- _WHAT YOU WILL DO_: Pull every line containing the word "stable" from the records.

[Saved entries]
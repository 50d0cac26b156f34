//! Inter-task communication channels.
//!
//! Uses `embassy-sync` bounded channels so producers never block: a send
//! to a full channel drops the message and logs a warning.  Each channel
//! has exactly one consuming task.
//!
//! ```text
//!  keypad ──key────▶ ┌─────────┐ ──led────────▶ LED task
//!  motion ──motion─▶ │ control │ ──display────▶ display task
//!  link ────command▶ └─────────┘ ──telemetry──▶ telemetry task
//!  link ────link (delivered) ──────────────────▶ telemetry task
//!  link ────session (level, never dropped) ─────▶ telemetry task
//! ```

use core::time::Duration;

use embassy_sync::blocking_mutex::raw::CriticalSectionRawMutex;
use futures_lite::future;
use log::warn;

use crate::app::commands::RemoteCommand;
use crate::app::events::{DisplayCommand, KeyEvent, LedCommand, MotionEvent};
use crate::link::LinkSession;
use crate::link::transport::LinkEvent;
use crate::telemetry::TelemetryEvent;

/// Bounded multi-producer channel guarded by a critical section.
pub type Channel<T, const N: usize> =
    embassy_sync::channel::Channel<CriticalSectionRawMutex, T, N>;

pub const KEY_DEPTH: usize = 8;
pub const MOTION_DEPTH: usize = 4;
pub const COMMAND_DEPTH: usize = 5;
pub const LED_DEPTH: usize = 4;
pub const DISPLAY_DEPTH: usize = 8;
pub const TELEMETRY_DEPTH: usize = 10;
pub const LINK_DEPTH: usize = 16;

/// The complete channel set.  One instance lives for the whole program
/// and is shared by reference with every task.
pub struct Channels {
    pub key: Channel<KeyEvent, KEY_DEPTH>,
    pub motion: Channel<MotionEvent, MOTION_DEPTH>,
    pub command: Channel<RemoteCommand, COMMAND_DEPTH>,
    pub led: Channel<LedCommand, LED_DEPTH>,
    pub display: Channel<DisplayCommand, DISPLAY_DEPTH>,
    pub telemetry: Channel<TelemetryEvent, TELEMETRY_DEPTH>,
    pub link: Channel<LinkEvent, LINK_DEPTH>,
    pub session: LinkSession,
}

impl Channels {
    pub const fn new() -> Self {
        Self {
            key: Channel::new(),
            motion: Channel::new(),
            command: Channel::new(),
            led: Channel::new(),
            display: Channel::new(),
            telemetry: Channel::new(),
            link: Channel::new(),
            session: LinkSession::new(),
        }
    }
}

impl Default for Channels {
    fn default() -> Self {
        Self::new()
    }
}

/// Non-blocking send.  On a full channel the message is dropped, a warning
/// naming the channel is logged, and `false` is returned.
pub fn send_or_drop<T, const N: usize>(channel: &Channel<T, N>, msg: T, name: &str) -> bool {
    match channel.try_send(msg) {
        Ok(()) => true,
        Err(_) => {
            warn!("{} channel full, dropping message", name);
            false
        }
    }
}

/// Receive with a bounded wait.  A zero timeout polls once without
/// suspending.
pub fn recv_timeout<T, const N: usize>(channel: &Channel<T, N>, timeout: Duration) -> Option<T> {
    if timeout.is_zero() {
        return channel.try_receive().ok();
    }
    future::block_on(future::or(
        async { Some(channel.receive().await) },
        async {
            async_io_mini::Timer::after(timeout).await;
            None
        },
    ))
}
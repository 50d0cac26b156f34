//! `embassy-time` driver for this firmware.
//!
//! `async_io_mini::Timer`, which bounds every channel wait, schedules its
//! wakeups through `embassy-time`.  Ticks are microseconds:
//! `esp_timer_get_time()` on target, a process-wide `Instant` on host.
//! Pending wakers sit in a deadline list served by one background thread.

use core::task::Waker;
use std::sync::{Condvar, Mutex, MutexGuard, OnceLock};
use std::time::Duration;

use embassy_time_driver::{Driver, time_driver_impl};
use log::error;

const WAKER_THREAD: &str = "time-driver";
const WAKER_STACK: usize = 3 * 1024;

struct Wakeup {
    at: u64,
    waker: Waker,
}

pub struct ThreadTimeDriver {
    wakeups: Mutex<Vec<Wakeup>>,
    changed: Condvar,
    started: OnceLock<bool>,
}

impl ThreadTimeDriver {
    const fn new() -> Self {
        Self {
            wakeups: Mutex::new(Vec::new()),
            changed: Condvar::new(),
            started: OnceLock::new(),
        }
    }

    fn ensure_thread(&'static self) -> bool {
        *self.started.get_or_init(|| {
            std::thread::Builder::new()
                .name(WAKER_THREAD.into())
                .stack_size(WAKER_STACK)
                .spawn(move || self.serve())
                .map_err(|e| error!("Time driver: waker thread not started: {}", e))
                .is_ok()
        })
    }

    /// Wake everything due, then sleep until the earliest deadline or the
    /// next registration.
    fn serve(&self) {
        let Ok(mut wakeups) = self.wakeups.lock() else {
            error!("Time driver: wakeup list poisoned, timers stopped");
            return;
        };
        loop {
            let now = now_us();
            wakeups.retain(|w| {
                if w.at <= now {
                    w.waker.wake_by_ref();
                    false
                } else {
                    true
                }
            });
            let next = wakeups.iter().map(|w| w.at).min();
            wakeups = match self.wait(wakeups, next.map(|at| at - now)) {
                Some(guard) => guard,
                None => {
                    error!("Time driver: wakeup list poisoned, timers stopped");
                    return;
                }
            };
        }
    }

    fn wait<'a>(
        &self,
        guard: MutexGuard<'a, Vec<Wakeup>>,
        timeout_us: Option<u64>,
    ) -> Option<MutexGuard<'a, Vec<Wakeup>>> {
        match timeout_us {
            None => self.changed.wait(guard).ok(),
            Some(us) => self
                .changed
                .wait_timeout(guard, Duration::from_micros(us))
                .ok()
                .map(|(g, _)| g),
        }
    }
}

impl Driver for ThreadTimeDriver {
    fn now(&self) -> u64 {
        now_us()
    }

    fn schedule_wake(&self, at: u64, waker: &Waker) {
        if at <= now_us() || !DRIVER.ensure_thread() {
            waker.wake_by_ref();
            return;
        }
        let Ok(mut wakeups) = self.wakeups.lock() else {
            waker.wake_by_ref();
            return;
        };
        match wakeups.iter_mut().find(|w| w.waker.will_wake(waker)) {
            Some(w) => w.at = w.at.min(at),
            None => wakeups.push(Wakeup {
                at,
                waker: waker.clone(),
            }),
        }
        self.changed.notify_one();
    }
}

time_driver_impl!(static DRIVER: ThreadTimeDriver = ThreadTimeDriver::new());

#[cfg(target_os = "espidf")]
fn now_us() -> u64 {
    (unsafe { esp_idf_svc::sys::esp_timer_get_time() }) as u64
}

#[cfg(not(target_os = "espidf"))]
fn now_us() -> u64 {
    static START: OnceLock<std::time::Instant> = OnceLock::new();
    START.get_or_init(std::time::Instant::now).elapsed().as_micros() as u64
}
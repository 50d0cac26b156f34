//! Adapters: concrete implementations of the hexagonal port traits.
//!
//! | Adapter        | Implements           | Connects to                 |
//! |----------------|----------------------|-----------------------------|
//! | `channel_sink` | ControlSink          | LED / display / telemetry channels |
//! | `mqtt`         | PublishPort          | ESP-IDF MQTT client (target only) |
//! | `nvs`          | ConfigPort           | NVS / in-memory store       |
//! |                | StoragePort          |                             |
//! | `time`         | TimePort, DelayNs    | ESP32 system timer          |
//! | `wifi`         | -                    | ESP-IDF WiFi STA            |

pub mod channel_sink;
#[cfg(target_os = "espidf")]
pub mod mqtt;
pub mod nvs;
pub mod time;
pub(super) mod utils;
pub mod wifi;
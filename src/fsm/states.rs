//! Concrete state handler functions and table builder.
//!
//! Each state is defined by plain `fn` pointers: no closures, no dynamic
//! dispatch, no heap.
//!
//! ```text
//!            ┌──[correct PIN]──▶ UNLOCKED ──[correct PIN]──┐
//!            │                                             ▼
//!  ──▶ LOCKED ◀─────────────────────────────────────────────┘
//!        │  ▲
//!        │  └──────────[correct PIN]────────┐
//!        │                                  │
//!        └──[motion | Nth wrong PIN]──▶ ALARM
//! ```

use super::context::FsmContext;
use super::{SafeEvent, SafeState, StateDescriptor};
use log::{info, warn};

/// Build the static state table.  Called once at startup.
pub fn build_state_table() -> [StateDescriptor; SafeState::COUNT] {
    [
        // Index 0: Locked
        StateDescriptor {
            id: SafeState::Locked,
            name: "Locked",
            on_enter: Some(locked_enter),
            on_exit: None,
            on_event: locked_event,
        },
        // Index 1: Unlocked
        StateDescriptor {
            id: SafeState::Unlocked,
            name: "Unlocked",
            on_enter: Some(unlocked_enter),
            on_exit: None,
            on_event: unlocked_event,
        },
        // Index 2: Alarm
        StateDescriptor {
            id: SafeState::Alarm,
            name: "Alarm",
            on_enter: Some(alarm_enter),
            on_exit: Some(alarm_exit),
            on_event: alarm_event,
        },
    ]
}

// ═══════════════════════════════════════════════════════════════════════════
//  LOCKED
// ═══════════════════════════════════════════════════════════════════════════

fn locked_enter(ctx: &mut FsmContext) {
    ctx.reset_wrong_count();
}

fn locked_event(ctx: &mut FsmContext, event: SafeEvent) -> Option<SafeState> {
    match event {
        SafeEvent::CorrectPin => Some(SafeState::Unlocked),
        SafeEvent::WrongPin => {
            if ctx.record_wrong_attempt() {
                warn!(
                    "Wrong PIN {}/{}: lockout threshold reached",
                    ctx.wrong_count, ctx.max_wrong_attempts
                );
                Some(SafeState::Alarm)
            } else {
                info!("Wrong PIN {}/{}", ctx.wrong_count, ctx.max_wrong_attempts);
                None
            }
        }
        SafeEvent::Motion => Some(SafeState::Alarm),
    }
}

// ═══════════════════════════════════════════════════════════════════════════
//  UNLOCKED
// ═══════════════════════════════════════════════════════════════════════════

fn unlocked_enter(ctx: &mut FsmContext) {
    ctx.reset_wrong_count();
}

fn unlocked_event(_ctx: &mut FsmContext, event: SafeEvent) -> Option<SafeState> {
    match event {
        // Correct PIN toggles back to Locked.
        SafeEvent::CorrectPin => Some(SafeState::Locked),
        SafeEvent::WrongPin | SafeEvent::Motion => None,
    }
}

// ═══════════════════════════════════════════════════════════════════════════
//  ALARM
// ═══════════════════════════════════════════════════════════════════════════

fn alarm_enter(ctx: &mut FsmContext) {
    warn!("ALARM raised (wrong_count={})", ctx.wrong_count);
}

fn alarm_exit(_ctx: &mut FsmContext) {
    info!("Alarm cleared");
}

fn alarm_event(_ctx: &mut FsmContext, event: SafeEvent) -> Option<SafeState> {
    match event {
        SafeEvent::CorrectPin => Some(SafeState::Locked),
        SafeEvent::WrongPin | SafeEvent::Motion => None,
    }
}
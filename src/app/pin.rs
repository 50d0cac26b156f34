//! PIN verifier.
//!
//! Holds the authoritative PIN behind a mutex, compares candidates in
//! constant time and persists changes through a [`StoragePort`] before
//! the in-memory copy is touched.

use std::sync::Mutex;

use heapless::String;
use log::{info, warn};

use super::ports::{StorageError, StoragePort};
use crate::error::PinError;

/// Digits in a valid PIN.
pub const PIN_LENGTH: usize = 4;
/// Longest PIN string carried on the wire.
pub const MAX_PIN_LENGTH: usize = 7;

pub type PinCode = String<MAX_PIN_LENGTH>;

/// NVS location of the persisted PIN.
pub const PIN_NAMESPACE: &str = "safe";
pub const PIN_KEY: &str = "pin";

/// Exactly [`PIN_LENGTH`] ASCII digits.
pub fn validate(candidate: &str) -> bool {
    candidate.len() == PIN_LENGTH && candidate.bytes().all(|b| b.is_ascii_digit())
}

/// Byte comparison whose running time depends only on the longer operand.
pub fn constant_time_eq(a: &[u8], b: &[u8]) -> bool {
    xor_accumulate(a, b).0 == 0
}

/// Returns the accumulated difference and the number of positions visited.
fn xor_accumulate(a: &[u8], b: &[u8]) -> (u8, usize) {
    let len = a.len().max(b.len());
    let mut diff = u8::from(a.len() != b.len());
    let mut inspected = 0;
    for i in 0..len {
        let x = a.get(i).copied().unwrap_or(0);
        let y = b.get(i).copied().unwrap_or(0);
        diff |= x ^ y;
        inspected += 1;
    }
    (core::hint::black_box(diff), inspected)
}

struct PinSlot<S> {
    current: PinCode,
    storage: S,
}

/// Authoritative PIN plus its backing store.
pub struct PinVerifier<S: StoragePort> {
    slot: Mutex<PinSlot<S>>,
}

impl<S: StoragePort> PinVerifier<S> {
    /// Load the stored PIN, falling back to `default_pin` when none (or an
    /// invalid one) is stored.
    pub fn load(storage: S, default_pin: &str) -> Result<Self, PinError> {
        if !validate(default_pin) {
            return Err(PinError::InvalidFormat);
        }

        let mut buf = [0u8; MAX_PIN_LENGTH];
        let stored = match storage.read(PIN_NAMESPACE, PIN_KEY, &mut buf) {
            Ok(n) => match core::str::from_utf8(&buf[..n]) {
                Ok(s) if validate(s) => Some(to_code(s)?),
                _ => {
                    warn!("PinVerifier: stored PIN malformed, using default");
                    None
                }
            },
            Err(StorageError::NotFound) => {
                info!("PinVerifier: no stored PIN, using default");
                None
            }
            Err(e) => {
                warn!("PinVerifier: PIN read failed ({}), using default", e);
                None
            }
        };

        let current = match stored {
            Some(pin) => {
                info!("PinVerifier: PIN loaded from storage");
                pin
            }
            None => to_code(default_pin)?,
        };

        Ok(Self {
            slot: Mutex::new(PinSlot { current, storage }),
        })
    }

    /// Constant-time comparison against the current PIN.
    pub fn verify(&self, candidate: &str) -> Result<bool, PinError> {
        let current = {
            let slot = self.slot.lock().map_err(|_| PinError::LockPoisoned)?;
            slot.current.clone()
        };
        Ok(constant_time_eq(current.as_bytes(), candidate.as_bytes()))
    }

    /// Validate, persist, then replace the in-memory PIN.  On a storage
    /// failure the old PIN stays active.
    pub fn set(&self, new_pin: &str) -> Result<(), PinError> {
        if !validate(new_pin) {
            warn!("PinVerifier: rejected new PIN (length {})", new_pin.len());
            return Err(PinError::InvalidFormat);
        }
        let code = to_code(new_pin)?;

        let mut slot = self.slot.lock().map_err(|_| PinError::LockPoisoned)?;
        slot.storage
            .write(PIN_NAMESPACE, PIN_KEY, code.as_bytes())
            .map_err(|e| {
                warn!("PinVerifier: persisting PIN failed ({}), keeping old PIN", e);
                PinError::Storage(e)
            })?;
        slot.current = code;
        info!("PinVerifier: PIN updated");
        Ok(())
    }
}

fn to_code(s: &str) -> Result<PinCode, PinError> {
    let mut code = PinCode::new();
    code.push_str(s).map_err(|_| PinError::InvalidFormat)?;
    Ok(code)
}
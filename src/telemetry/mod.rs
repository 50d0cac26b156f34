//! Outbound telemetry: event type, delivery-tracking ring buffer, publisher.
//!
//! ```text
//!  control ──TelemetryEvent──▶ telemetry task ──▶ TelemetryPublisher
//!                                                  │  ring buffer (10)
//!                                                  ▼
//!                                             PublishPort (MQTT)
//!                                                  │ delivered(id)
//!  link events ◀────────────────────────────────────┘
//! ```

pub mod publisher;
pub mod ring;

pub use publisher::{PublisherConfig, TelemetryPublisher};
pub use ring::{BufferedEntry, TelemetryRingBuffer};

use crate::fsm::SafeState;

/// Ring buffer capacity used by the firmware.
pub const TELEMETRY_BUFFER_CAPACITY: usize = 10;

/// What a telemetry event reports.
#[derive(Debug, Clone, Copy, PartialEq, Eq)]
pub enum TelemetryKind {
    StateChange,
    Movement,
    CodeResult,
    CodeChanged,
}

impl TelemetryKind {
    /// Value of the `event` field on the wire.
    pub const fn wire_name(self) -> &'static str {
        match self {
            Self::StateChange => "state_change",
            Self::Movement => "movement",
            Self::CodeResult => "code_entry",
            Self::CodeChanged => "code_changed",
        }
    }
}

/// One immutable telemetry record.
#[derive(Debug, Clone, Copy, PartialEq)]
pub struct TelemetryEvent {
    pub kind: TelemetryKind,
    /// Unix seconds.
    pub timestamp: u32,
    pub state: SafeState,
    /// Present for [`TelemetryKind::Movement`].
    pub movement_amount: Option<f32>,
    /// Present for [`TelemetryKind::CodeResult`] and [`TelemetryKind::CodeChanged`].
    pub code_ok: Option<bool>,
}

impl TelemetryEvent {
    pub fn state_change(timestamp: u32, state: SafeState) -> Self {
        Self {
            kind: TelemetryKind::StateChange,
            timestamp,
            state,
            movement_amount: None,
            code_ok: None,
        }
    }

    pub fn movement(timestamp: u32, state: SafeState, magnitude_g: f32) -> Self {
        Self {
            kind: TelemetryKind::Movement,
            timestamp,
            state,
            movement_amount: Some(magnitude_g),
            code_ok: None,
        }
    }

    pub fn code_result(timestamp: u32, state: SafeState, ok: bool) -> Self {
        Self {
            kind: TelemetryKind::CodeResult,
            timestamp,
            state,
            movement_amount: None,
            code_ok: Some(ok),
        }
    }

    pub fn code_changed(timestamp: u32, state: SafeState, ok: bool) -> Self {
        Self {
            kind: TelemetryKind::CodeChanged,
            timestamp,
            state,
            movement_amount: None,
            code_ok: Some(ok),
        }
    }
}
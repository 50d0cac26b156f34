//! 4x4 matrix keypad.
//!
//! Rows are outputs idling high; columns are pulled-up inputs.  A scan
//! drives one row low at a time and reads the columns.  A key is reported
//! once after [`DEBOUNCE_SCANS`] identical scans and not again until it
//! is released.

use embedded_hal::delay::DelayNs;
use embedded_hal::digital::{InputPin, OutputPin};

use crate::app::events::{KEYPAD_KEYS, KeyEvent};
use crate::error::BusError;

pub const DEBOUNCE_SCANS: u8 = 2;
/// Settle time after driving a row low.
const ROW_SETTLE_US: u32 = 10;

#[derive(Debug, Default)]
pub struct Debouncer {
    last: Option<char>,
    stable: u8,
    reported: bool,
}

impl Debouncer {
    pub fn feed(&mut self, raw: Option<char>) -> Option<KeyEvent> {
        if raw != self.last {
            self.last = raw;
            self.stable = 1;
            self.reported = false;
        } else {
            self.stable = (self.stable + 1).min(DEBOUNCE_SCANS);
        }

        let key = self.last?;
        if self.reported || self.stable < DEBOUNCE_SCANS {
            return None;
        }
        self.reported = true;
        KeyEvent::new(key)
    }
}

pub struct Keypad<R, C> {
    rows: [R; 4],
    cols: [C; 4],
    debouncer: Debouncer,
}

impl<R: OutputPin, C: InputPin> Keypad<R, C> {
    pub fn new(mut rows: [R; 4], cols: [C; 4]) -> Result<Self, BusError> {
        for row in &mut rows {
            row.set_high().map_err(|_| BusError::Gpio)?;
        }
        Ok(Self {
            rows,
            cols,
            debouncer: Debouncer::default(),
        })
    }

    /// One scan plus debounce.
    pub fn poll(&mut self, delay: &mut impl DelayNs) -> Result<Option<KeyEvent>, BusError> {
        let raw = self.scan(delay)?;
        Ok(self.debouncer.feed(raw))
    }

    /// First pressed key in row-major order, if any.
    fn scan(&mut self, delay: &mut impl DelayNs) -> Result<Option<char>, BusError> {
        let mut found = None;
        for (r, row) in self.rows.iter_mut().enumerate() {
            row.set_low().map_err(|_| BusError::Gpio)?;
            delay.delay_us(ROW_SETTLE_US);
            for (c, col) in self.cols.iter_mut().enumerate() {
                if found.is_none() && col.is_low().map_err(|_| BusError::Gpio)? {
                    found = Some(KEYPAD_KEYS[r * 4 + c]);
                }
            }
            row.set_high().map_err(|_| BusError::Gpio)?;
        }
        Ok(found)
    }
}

- _ANSWER SECTION_:
    stable: u8,
            self.stable = 1;
            self.stable = (self.stable + 1).min(DEBOUNCE_SCANS);
        if self.reported || self.stable < DEBOUNCE_SCANS {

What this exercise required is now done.